Baker took over as chair of the ERG in 2016 and is credited with moulding it into the powerful group it is today. Though funded by taxpayers’ cash, the ERG refuses to make its membership list public. Current and former cabinet ministers are understood to be paid-up members.
Appointed a minister by Theresa May after the 2017 general election, Baker resigned on 9 July this year, the same day as his boss at DExEU, David Davis, also left. Baker said he was unable to back the compromises of the plan the prime minister had brokered at Chequers two days earlier. He later accused May of being involved in a “cloak and dagger” plot to foil Brexit and said Downing Street, not DExEU, had control over negotiations with Brussels.
Baker is on record stating that the EU needs to be “wholly torn down” and that it remains “an obstacle to free trade and peace”.
Worse than Game of Thrones
Tom Brake, Liberal Democrat Brexit spokesperson, said the “dirty and secretive” games being played by the Tories in their “embittered civil war” made Game of Thrones look tame in comparison. However Brake said it was “no laughing matter” because the UK was “being pushed over a ‘no-deal’ Brexit cliff edge”.
Commenting on Baker’s links with the ERG, Brake told openDemocracy: “It would appear a now former minister broke the ministerial code while in office. The prime minister cannot ignore this. There should be an immediate investigation.”
Brake said Baker’s connections to the ERG while holding a senior role in a government department critical to the UK’s future relationship with the European Union “revealed the extent to which Theresa May’s government have been driven by this ragtag group of MPs. These politicians cannot be trusted.”

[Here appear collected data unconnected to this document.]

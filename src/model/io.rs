use std::fs::File;
use std::io::{BufRead, BufReader};
use std::path::Path;

use memmap2::Mmap;
use tracing::{debug, debug_span, warn};

use super::{KeyedVectors, ModelError};

impl KeyedVectors {
    /// Load a model in word2vec text format.
    ///
    /// First line is `<count> <dim>`, then one `<label> <f32>...` row per
    /// line. Labels cannot contain spaces in this format, which matches the
    /// bracketed article-name convention (`[記事名]`) of the Japanese
    /// entity-vector distributions.
    pub fn load_word2vec_text(path: &Path) -> Result<Self, ModelError> {
        if !path.exists() {
            return Err(ModelError::NotFound(path.to_path_buf()));
        }
        let _span = debug_span!("load_word2vec_text", path = %path.display()).entered();

        let mut reader = BufReader::new(File::open(path)?);
        let mut header = String::new();
        reader.read_line(&mut header)?;
        let (count, dim) = parse_header(header.trim())?;

        let mut model = Self::with_capacity(count, dim);
        let mut vector: Vec<f32> = Vec::with_capacity(dim);
        for line in reader.lines() {
            let line = line?;
            if line.is_empty() {
                continue;
            }
            let mut fields = line.split_whitespace();
            let label = fields
                .next()
                .ok_or_else(|| ModelError::Parse("blank row".to_string()))?;
            vector.clear();
            for field in fields {
                let value = field.parse::<f32>().map_err(|e| {
                    ModelError::Parse(format!("bad float {field:?} for {label:?}: {e}"))
                })?;
                vector.push(value);
            }
            model.push(label.to_string(), &vector)?;
        }
        if model.len() != count {
            warn!(
                declared = count,
                loaded = model.len(),
                "row count differs from header"
            );
        }
        debug!(rows = model.len(), dim, "model loaded");
        Ok(model)
    }

    /// Load a model in word2vec binary format.
    ///
    /// Same `<count> <dim>` header, then per row: label bytes, one space,
    /// `dim` little-endian f32s, optionally followed by a newline. The file
    /// is memory-mapped; entity-vector models run to gigabytes and only one
    /// sequential pass is needed.
    pub fn load_word2vec_binary(path: &Path) -> Result<Self, ModelError> {
        if !path.exists() {
            return Err(ModelError::NotFound(path.to_path_buf()));
        }
        let _span = debug_span!("load_word2vec_binary", path = %path.display()).entered();

        let file = File::open(path)?;
        let map = unsafe { Mmap::map(&file)? };
        let data: &[u8] = &map;

        let newline = data
            .iter()
            .position(|&b| b == b'\n')
            .ok_or_else(|| ModelError::InvalidHeader("missing header line".to_string()))?;
        let header = std::str::from_utf8(&data[..newline])
            .map_err(|e| ModelError::InvalidHeader(e.to_string()))?;
        let (count, dim) = parse_header(header.trim())?;

        let mut model = Self::with_capacity(count, dim);
        let mut vector: Vec<f32> = Vec::with_capacity(dim);
        let mut offset = newline + 1;
        for row in 0..count {
            while offset < data.len() && (data[offset] == b'\n' || data[offset] == b' ') {
                offset += 1;
            }
            let label_start = offset;
            while offset < data.len() && data[offset] != b' ' {
                offset += 1;
            }
            if offset >= data.len() {
                return Err(ModelError::Parse(format!("truncated label at row {row}")));
            }
            let label = std::str::from_utf8(&data[label_start..offset])
                .map_err(|e| ModelError::Parse(format!("label at row {row}: {e}")))?
                .to_string();
            offset += 1;

            let vector_end = offset + dim * 4;
            if vector_end > data.len() {
                return Err(ModelError::Parse(format!("truncated vector for {label:?}")));
            }
            vector.clear();
            for chunk in data[offset..vector_end].chunks_exact(4) {
                vector.push(f32::from_le_bytes([chunk[0], chunk[1], chunk[2], chunk[3]]));
            }
            offset = vector_end;
            model.push(label, &vector)?;
        }
        debug!(rows = model.len(), dim, "model loaded");
        Ok(model)
    }
}

fn parse_header(line: &str) -> Result<(usize, usize), ModelError> {
    let mut parts = line.split_whitespace();
    let count = parts
        .next()
        .and_then(|s| s.parse::<usize>().ok())
        .ok_or_else(|| ModelError::InvalidHeader(line.to_string()))?;
    let dim = parts
        .next()
        .and_then(|s| s.parse::<usize>().ok())
        .ok_or_else(|| ModelError::InvalidHeader(line.to_string()))?;
    if parts.next().is_some() {
        return Err(ModelError::InvalidHeader(line.to_string()));
    }
    Ok((count, dim))
}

May’s fate as prime minister is often described as being in the hands of the ERG, now chaired by Jacob Rees-Mogg. A hard-line Brexit policy paper, co-authored by Baker and Rees-Mogg, is to be published before the Conservative Party conference in early October. The blueprint is expected to be part of a wider assault on the Chequers deal, which will be painted as a sell-out keeping the UK shackled to Brussels’ rules.
The ERG’s votes in Parliament on any agreement with Brussels will be critical to the outcome and therefore to May’s immediate future.

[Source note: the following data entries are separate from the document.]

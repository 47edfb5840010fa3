use serde::{Deserialize, Serialize};

/// One slot of the input sequence: a surface token with its candidate
/// Wikipedia article names.
///
/// `candidates` is ordered and duplicate-free within one mention; the same
/// article name may appear in several mentions (cross-mention ambiguity is
/// expected and never deduplicated). `resolved` is `None` until the scorer
/// stamps the article chosen by a winning assignment.
#[derive(Debug, Clone, PartialEq, Eq, Serialize, Deserialize)]
pub struct Mention {
    /// Original surface token (page title as tokenized from the text).
    pub surface: String,
    /// Candidate article names competing to resolve this mention.
    pub candidates: Vec<String>,
    /// Article name chosen by a scored assignment, if any.
    #[serde(default, skip_serializing_if = "Option::is_none")]
    pub resolved: Option<String>,
}

impl Mention {
    pub fn new(surface: impl Into<String>, candidates: Vec<String>) -> Self {
        Self {
            surface: surface.into(),
            candidates,
            resolved: None,
        }
    }
}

Since his resignation, Baker has slotted back into a leadership role among his ERG colleagues. In a speech to the House of Commons shortly before the summer break, Baker used barely coded language to threaten May, saying there were 40-plus Brexiteers – a reference to the ERG – who would vote with the SNP and Labour to kill off the Chequers plan.
The effective deputy prime minister, David Liddington, said this week that if the Chequers compromise failed, the only option left was a ‘no deal’ Brexit.
PM held hostage
A former Labour cabinet minister, Ben Bradshaw, who is a leading supporter of the People’s Vote campaign, told openDemocracy: “These new revelations about Steve Baker highlight how the government, and by extension the country, are effectively being held hostage by a Brextremist minority within the Conservative Party.”
Bradshaw added: “Everyone else has to follow the rules, but Steve Baker and his merry band of Brexiteers march to the beat of their own drum. It is outrageous that our country may end up being forced to endure a destructive Brexit because of the ideological obsessions of a relatively small number of back-bench MPs operating in secrecy.”